//! API module
//!
//! Contains HTTP request handlers for the weather endpoints and the framework API

pub mod framework;
pub mod validation;
pub mod weather;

────────────────

Top to bottom, transcribe every line above exactly.

//! API module
//!
//! Contains HTTP request handlers for the weather endpoints and the framework API

pub mod framework;
pub mod validation;
pub mod weather;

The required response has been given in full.